Может ли стать таковой матрицей предложенный некогда Фрейдом (а точнее постфрейдистскими интерпретаторами его книг) образ русского как Человека-Волка? Нет, ни в коей мере! Сергей Константинович Панкеев, наш с вами соотечественник, ставший знаменитым фрейдовским пациентом, будучи ярким носителем «русскости» никак не вписывается в рамки данного архетипического образа. Какой же он Волк? Он всего лишь видит волков во сне; и не только в детском сне, который он постоянно припоминает. Фактически он спит постоянно, его психика нарциссична, т.е. почти абсолютно самозамкнута, представлена как бесплотное отражение отражений (как в зеркальной комнате), где реальные предметы и события теряются, переплетаясь с мириадами фантомов.
Фрейд как профессиональный сновидец не только легко замечает это; он осторожно и медленно пытается разбудить своего клиента, постепенно подготавливая его к встрече с реальностью. Пытается разбудить, но, к счастью для «русскости» Панкеева, не преуспевает в этой попытке. Панкеев, судя по его мемуарам, так и проспал всю свою жизнь, чередуя занимательные сны о мудреце Фрейде (который на самом деле ума не мог приложить, что ему делать с этим странным пациентом) с романтическими грезами о жене-испанке (на самом деле испуганной еврейской женщине, покончившей жизнь самоубийством в 1938 году, предпочитая умереть, но не разрушить грезы любимого мужа вынужденной эмиграцией) и травматическими снами, где действительно кишели волчьи проекции в диапазоне от того же Фрейда до офицеров советской армии, оккупировавшей Вену.

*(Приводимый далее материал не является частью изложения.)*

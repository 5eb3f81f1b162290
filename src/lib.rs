/* This Source Code Form is subject to the terms of the Mozilla Public
 * License, v. 2.0. If a copy of the MPL was not distributed with this
 * file, You can obtain one at http://mozilla.org/MPL/2.0/. */

/*! Coordination of externally visible GPU resource state.
 *
 *  A texture's memory layout and queue ownership are shared knowledge
 *  between user-held handles, the runtime's internal objects, and the
 *  driver. This library keeps all three views consistent: one mutable
 *  state record per physical resource, addressed by a stable id, with
 *  explicit record-then-submit transitions and a binding cache that can
 *  be invalidated when raw driver access happens behind our back.
 */

#![allow(
    // We don't use syntax sugar where it's not necessary.
    clippy::match_like_matches_macro,
    // Redundant matching is more explicit.
    clippy::redundant_pattern_matching,
    // Explicit lifetimes are often easier to reason about.
    clippy::needless_lifetimes,
    // No need for defaults in the internal types.
    clippy::new_without_default
)]
#![warn(
    trivial_casts,
    trivial_numeric_casts,
    unused_extern_crates,
    unused_qualifications,
    // We don't match on a reference, unless required.
    clippy::pattern_type_mismatch
)]

pub mod binding;
pub mod device;
pub mod hal;
pub mod id;
pub mod resource;
pub mod state;
mod storage;
mod track;

use std::sync::atomic::{AtomicU64, Ordering};

pub use track::TransitionError;

/// The index of a queue submission.
///
/// Submissions are fenced and numbered sequentially, so once the device
/// reports an index as retired, all work submitted at that index or any
/// lower one is known to be complete.
pub type SubmissionIndex = u64;

type Index = u32;
type Epoch = u32;

/// Fast hash map used internally.
type FastHashMap<K, V> =
    std::collections::HashMap<K, V, std::hash::BuildHasherDefault<fxhash::FxHasher>>;

/// Information needed to decide when it's safe to free a native resource.
///
/// Every arena slot carries a `LifeGuard` recording the last submission
/// the resource was used in. Destruction of the native object must wait
/// until that submission retires.
#[derive(Debug)]
pub(crate) struct LifeGuard {
    /// The index of the last queue submission in which the resource
    /// was used, or 0 if it was never recorded into a command stream.
    submission_index: AtomicU64,
}

impl LifeGuard {
    pub(crate) fn new() -> Self {
        Self {
            submission_index: AtomicU64::new(0),
        }
    }

    /// Record that this resource will be used by the queue submission
    /// with the given index.
    pub(crate) fn use_at(&self, submit_index: SubmissionIndex) {
        self.submission_index.store(submit_index, Ordering::Release);
    }

    pub(crate) fn life_count(&self) -> SubmissionIndex {
        self.submission_index.load(Ordering::Acquire)
    }
}
/* This Source Code Form is subject to the terms of the Mozilla Public
 * License, v. 2.0. If a copy of the MPL was not distributed with this
 * file, You can obtain one at http://mozilla.org/MPL/2.0/. */

//! Tracking of driver binding slots.
//!
//! The driver's (unit, target) binding table is global state we do not
//! exclusively own: any raw driver call made outside the runtime can
//! rebind slots without us noticing. The cache records what we last
//! bound so redundant binds can be skipped, and is wholesale invalidated
//! whenever control returns from a region of raw driver access. A stale
//! entry that survives a missed invalidation shows up as silently wrong
//! sampling, which is why the tests probe driver-reported bindings and
//! never the cache itself.

use crate::hal::{self, BindTarget};

/// Last-known-bound native handle per (unit, target) pair.
#[derive(Debug)]
pub(crate) struct BindingCache<A: hal::Api> {
    units: Vec<[Option<A::TextureHandle>; BindTarget::COUNT]>,
}

impl<A: hal::Api> BindingCache<A> {
    pub(crate) fn new(unit_count: u32) -> Self {
        Self {
            units: vec![[None; BindTarget::COUNT]; unit_count as usize],
        }
    }

    /// Record belief after an internal bind.
    pub(crate) fn assume_bound(&mut self, unit: u32, target: BindTarget, raw: A::TextureHandle) {
        debug_assert!((unit as usize) < self.units.len(), "texture unit {} out of range", unit);
        if let Some(slots) = self.units.get_mut(unit as usize) {
            slots[target.index()] = Some(raw);
        }
    }

    /// Whether binding `raw` on (unit, target) would be redundant
    /// according to the cache.
    pub(crate) fn needs_bind(&self, unit: u32, target: BindTarget, raw: A::TextureHandle) -> bool {
        match self.units.get(unit as usize) {
            Some(slots) => slots[target.index()] != Some(raw),
            None => true,
        }
    }

    /// Forget every assumption. The next bind on each slot will be
    /// unconditional.
    pub(crate) fn invalidate_all(&mut self) {
        for slots in self.units.iter_mut() {
            *slots = [None; BindTarget::COUNT];
        }
    }

    #[cfg(test)]
    fn cached(&self, unit: u32, target: BindTarget) -> Option<A::TextureHandle> {
        self.units[unit as usize][target.index()]
    }
}

#[cfg(test)]
mod test {
    use super::*;
    use crate::hal::noop;

    #[test]
    fn miss_then_hit() {
        let mut cache = BindingCache::<noop::Api>::new(4);
        assert!(cache.needs_bind(0, BindTarget::D2, 17));
        cache.assume_bound(0, BindTarget::D2, 17);
        assert!(!cache.needs_bind(0, BindTarget::D2, 17));
        // a different handle, target, or unit still misses
        assert!(cache.needs_bind(0, BindTarget::D2, 18));
        assert!(cache.needs_bind(0, BindTarget::External, 17));
        assert!(cache.needs_bind(1, BindTarget::D2, 17));
    }

    #[test]
    fn invalidate_clears_every_slot() {
        let mut cache = BindingCache::<noop::Api>::new(2);
        cache.assume_bound(0, BindTarget::D2, 5);
        cache.assume_bound(1, BindTarget::Rectangle, 6);
        cache.invalidate_all();
        assert_eq!(cache.cached(0, BindTarget::D2), None);
        assert_eq!(cache.cached(1, BindTarget::Rectangle), None);
        assert!(cache.needs_bind(0, BindTarget::D2, 5));
        assert!(cache.needs_bind(1, BindTarget::Rectangle, 6));
    }
}
/* This Source Code Form is subject to the terms of the Mozilla Public
 * License, v. 2.0. If a copy of the MPL was not distributed with this
 * file, You can obtain one at http://mozilla.org/MPL/2.0/. */

use crate::{
    device::Device,
    hal,
    id::TextureId,
    state::{ImageLayout, QueueOwner, ResourceState},
    LifeGuard,
};

use bitflags::bitflags;
use thiserror::Error;

use std::fmt;

pub type Label<'a> = Option<&'a str>;

/// An operation was attempted through a handle whose resource is
/// destroyed or was never valid. A programmer error, but reported as a
/// recoverable validation failure so a stale handle cannot take the
/// process down.
#[derive(Clone, Debug, Error, PartialEq)]
#[error("texture is invalid or has been destroyed")]
pub struct InvalidResource;

#[derive(Clone, Copy, Debug, PartialEq, Eq, Hash)]
pub enum TextureFormat {
    R8Unorm,
    Rgba8Unorm,
    Bgra8Unorm,
}

bitflags! {
    /// Ways a texture may be used over its lifetime.
    pub struct TextureUsage: u32 {
        const COPY_SRC = 1 << 0;
        const COPY_DST = 1 << 1;
        const SAMPLED = 1 << 2;
        const COLOR_TARGET = 1 << 3;
    }
}

#[derive(Clone, Debug, PartialEq)]
pub struct TextureDescriptor<'a> {
    pub label: Label<'a>,
    pub width: u32,
    pub height: u32,
    pub mip_level_count: u32,
    pub format: TextureFormat,
    pub usage: TextureUsage,
}

impl TextureDescriptor<'_> {
    /// The largest mip chain the dimensions allow.
    pub fn max_mip_level_count(&self) -> u32 {
        32 - self.width.max(self.height).leading_zeros()
    }
}

#[derive(Clone, Debug, PartialEq, Error)]
pub enum CreateTextureError {
    #[error(transparent)]
    Allocation(#[from] hal::AllocationError),
    #[error("texture size {width}x{height} must be non-zero")]
    ZeroDimension { width: u32, height: u32 },
    #[error("mip level count {requested} exceeds the maximum of {maximum}")]
    InvalidMipLevelCount { requested: u32, maximum: u32 },
    #[error("usage flags must not be empty")]
    EmptyUsage,
}

/// The arena entry holding everything the device tracks about one
/// texture, including the single [`ResourceState`] record every alias
/// reads and writes.
#[derive(Debug)]
pub(crate) struct TextureSlot<A: hal::Api> {
    /// The native object; taken out once it has been freed or handed
    /// off.
    pub(crate) raw: Option<A::TextureHandle>,
    pub(crate) state: ResourceState,
    /// Whether the tracked state was seeded from a trusted source (our
    /// own allocation, or a caller-pinned wrap). An untrusted slot's
    /// first executed transition must assume an unknown starting layout.
    pub(crate) trusted: bool,
    /// Whether we own native destruction.
    pub(crate) owned: bool,
    pub(crate) life_guard: LifeGuard,
    pub(crate) label: String,
}

/// A lightweight, copyable reference to a GPU texture.
///
/// Cloning a handle duplicates the reference, never the state record:
/// all copies observe mutations through any of them immediately.
#[derive(Clone)]
pub struct BackendTexture<A: hal::Api> {
    pub(crate) id: TextureId,
    pub(crate) raw: A::TextureHandle,
    pub(crate) width: u32,
    pub(crate) height: u32,
    pub(crate) format: TextureFormat,
}

impl<A: hal::Api> fmt::Debug for BackendTexture<A> {
    fn fmt(&self, f: &mut fmt::Formatter) -> fmt::Result {
        f.debug_struct("BackendTexture")
            .field("id", &self.id)
            .field("raw", &self.raw)
            .field("width", &self.width)
            .field("height", &self.height)
            .field("format", &self.format)
            .finish()
    }
}

impl<A: hal::Api> BackendTexture<A> {
    pub fn id(&self) -> TextureId {
        self.id
    }

    /// The backend-native identity token.
    pub fn raw(&self) -> A::TextureHandle {
        self.raw
    }

    pub fn width(&self) -> u32 {
        self.width
    }

    pub fn height(&self) -> u32 {
        self.height
    }

    pub fn format(&self) -> TextureFormat {
        self.format
    }

    /// True iff the handle still references a live allocation on the
    /// given device.
    pub fn is_valid(&self, device: &Device<A>) -> bool {
        device.is_texture_valid(self)
    }

    /// Read the shared state record. See
    /// [`Device::texture_state`](crate::device::Device::texture_state).
    pub fn state(&self, device: &Device<A>) -> Result<ResourceState, InvalidResource> {
        device.texture_state(self)
    }

    /// Overwrite the shared state record without touching the device.
    /// See [`Device::set_texture_state_record`](crate::device::Device::set_texture_state_record).
    pub fn set_state(
        &self,
        device: &Device<A>,
        state: ResourceState,
    ) -> Result<(), InvalidResource> {
        device.set_texture_state_record(self, state)
    }
}

/// The runtime-internal, instantiated counterpart of a handle.
///
/// Created when a handle is first consumed by an internal operation;
/// it attaches to the same arena slot as the handle, so state identity
/// between the two is structural rather than maintained.
#[derive(Debug)]
pub struct Texture<A: hal::Api> {
    pub(crate) id: TextureId,
    pub(crate) raw: A::TextureHandle,
}

impl<A: hal::Api> Texture<A> {
    pub fn id(&self) -> TextureId {
        self.id
    }

    pub fn raw(&self) -> A::TextureHandle {
        self.raw
    }

    pub fn current_layout(&self, device: &Device<A>) -> Result<ImageLayout, InvalidResource> {
        device.texture_state_by_id(self.id).map(|state| state.layout)
    }

    pub fn current_queue_owner(&self, device: &Device<A>) -> Result<QueueOwner, InvalidResource> {
        device.texture_state_by_id(self.id).map(|state| state.owner)
    }

    /// Bookkeeping-only layout update from the internal side, for
    /// subsystems that transition the resource as a side effect of
    /// their own commands (mip regeneration, implicit copies) and must
    /// inform the shared record.
    pub fn update_layout(
        &self,
        device: &Device<A>,
        layout: ImageLayout,
    ) -> Result<(), InvalidResource> {
        device.update_texture_record(self.id, |state| state.layout = layout)
    }

    /// Bookkeeping-only ownership update, mirroring [`Self::update_layout`].
    pub fn set_queue_owner(
        &self,
        device: &Device<A>,
        owner: QueueOwner,
    ) -> Result<(), InvalidResource> {
        device.update_texture_record(self.id, |state| state.owner = owner)
    }
}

Он просто спал и видел сны. И он был не уникален точно так же спала и видела сны та людская масса, которая дала ему жизнь и от которой он отдалился территориально, но не духовно. И это были все те же сны: о мудром кремлевском старце, единственно не спящем в покрытой тьмой стране, о любви к Испании, о страшном Волке-людоеде, покусившемся на нашу Родину-Мать. Поле русских снов едино. Именно оттуда, из наших снов, мы и выносим свою «русскость» в окружающий нас мир, удивляя его алогичностью, а порою и бредовостью наших деяний, желаний и мечт.
Волчья метафора явно неадекватна такому вот типу психической организации замкнутому на себя сновидцу-нарциссу, живущему в поле своих сновидений, даже в видимом бодрствовании прибывающему в трансовом подключении к иллюзорным, виртуальным формам опыта. Здесь скорее уместен образ Медведя, сосущего свою лапу в берлоге и сладко посапывающего во сне.
Образ этот настолько адекватен нашей идентичности, что на уровне элементарного его представления мы уже замечаем что-то тут не так. Наш Медведь не спит, он бродит по ледяной равнине, поджав голодное брюхо, и мучительно зевает, пытаясь снова уснуть. Это не добрый Мишка, это медведь-шатун, разбуженный и опасный, изгнанный из разрушенной берлоги и потерявший нить и смысл своей сновидческой жизни.